DESCRIPTION OF THE TASK:
Once the line containing "let attempts = max_attempts.max(1);" is found in the entries below, reproduce it and every line after it, stopping at and including the line containing "pub fn start(&self)"; reproduce nothing else, and keep each line exact.
[[ GIVEN RECORDS, beginning ]]
impl ConnectionManager {
    pub fn new(
        connector: Arc<dyn SourceConnector>,
        options: SourceOptions,
        policy: RetryPolicy,
        state: SharedState,
        distributor: FrameDistributor,
    ) -> Self {
        Self {
            inner: Arc::new(Inner {
                connector,
                options,
                policy,
                state,
                distributor,
                processor: RwLock::new(None),
                source: Mutex::new(None),
                descriptor: Mutex::new(None),
                connected: AtomicBool::new(false),
                running: AtomicBool::new(false),
                generation: AtomicU64::new(0),
                sequence: AtomicU64::new(0),
            }),
            worker: Mutex::new(None),
        }
    }

    pub fn state(&self) -> &SharedState {
        &self.inner.state
    }

    pub fn distributor(&self) -> &FrameDistributor {
        &self.inner.distributor
    }

    pub fn policy(&self) -> &RetryPolicy {
        &self.inner.policy
    }

    pub fn connection_state(&self) -> ConnectionState {
        self.inner.state.connection_state()
    }

    pub fn is_running(&self) -> bool {
        self.inner.running.load(Ordering::SeqCst)
    }

    pub fn is_connected(&self) -> bool {
        self.inner.connected.load(Ordering::SeqCst)
    }

    pub fn set_processor(&self, processor: Arc<dyn FrameProcessor>) {
        *self
            .inner
            .processor
            .write()
            .unwrap_or_else(PoisonError::into_inner) = Some(processor);
    }

    /// Validate, probe and open `raw`, then read a first frame.
    ///
    /// Any previous connection is torn down first. A malformed descriptor is
    /// rejected before any network activity.
    pub fn connect(&self, raw: &str) -> Result<(), ConnectError> {
        let descriptor = SourceDescriptor::parse(raw)?;
        self.disconnect();

        self.inner.state.update(|s| s.set_source(Some(descriptor.redacted()))).ok();
        self.inner.enter(ConnectionState::Connecting);

        match self.inner.open_source(&descriptor) {
            Ok(source) => {
                self.inner.store_source(source);
                *self.inner.descriptor() = Some(descriptor);
                self.inner
                    .state
                    .update(|s| {
                        s.stats.consecutive_failures = 0;
                        s.stats.last_error = None;
                    })
                    .ok();
                self.inner.enter(ConnectionState::Connected);
                Ok(())
            }
            Err(err) => {
                log::warn!("connect to {} failed: {}", descriptor, err);
                self.inner
                    .state
                    .update(|s| s.stats.last_error = Some(err.to_string()))
                    .ok();
                self.inner.enter(ConnectionState::Disconnected);
                Err(err)
            }
        }
    }

    /// `connect` up to `max_attempts` times with the policy's fixed delay between
    /// attempts. Descriptor errors are returned immediately.
    pub fn connect_with_retry(&self, raw: &str, max_attempts: u32) -> Result<(), ConnectError> {
        let attempts = max_attempts.max(1);
        let mut last_err = None;
        for attempt in 1..=attempts {
            match self.connect(raw) {
                Ok(()) => return Ok(()),
                Err(err) if !err.is_retryable() => return Err(err),
                Err(err) => {
                    log::warn!("connect attempt {}/{} failed: {}", attempt, attempts, err);
                    last_err = Some(err);
                    if attempt < attempts {
                        thread::sleep(self.inner.policy.connect_retry_delay);
                    }
                }
            }
        }
        Err(last_err.unwrap_or(ConnectError::Cancelled))
    }

    /// Spawn the capture worker. Requires an open source; a no-op if already running.
    pub fn start(&self) -> Result<()> {
        let mut worker = self.worker();
        if self.inner.running.load(Ordering::SeqCst) {
            return Ok(());
        }
        if let Some(previous) = worker.take() {
            join_bounded(previous, self.inner.policy.join_timeout);
        }
        if !self.is_connected() {
            bail!("no source connected; connect before starting capture");
        }

        self.inner.state.transition(ConnectionState::Streaming)?;
        // A worker detached by an earlier timed-out join sees the new
        // generation and exits without touching the source.
        let run = self.inner.generation.fetch_add(1, Ordering::SeqCst) + 1;
        self.inner.running.store(true, Ordering::SeqCst);
        let inner = self.inner.clone();
        let spawned = thread::Builder::new()
            .name("facewatch-capture".to_string())
            .spawn(move || inner.run_capture_loop(run))
            .context("spawn capture worker");
        match spawned {
            Ok(handle) => {
                *worker = Some(handle);
                Ok(())
            }
            Err(err) => {
                self.inner.running.store(false, Ordering::SeqCst);
                self.inner.enter(ConnectionState::Disconnected);
                Err(err)
            }
        }
    }

    /// Explicit stop: halt the capture worker (bounded join), release the source
    /// and return to `Disconnected`.
    ///
    /// Returns false if the worker did not finish within the join timeout.
    pub fn stop(&self) -> bool {
        let joined = self.halt_worker();
        self.inner.teardown();
        joined
    }

    /// Idempotent: flush and release the source, forget it, clear relay queues.
    pub fn disconnect(&self) {
        self.halt_worker();
        self.inner.teardown();
        *self.inner.descriptor() = None;
        self.inner.distributor.clear();
    }

    pub fn set_detection_enabled(&self, enabled: bool) -> Result<()> {
        self.inner.state.update(|s| s.set_detection_enabled(enabled))
    }

    /// Flip detection and return the new setting.
    pub fn toggle_detection(&self) -> Result<bool> {
        self.inner.state.update(|s| {
            let enabled = !s.detection_enabled();
            s.set_detection_enabled(enabled);
            enabled
        })
    }

    pub fn status(&self) -> ManagerStatus {
        ManagerStatus {
            snapshot: self.inner.state.snapshot(),
            capture_running: self.is_running(),
            queue_len: self.inner.distributor.max_queue_len(),
            viewers: self.inner.distributor.subscriber_count(),
        }
    }

    /// JPEG of the current frame, or `None` before the first accepted frame.
    pub fn snapshot(&self, quality: u8) -> Result<Option<Vec<u8>>> {
        match self.inner.state.current_frame() {
            Some(frame) => Ok(Some(encode_jpeg(frame.image(), quality)?)),
            None => Ok(None),
        }
    }

    fn halt_worker(&self) -> bool {
        self.inner.running.store(false, Ordering::SeqCst);
        let handle = self.worker().take();
        match handle {
            Some(handle) => join_bounded(handle, self.inner.policy.join_timeout),
            None => true,
        }
    }

    fn worker(&self) -> MutexGuard<'_, Option<JoinHandle<()>>> {
        self.worker.lock().unwrap_or_else(PoisonError::into_inner)
    }
}

impl Drop for ConnectionManager {
    fn drop(&mut self) {
        self.inner.running.store(false, Ordering::SeqCst);
    }
}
[[ GIVEN RECORDS, end ]]
SOLUTION:
        let attempts = max_attempts.max(1);
        let mut last_err = None;
        for attempt in 1..=attempts {
            match self.connect(raw) {
                Ok(()) => return Ok(()),
                Err(err) if !err.is_retryable() => return Err(err),
                Err(err) => {
                    log::warn!("connect attempt {}/{} failed: {}", attempt, attempts, err);
                    last_err = Some(err);
                    if attempt < attempts {
                        thread::sleep(self.inner.policy.connect_retry_delay);
                    }
                }
            }
        }
        Err(last_err.unwrap_or(ConnectError::Cancelled))
    }

    /// Spawn the capture worker. Requires an open source; a no-op if already running.
    pub fn start(&self) -> Result<()> {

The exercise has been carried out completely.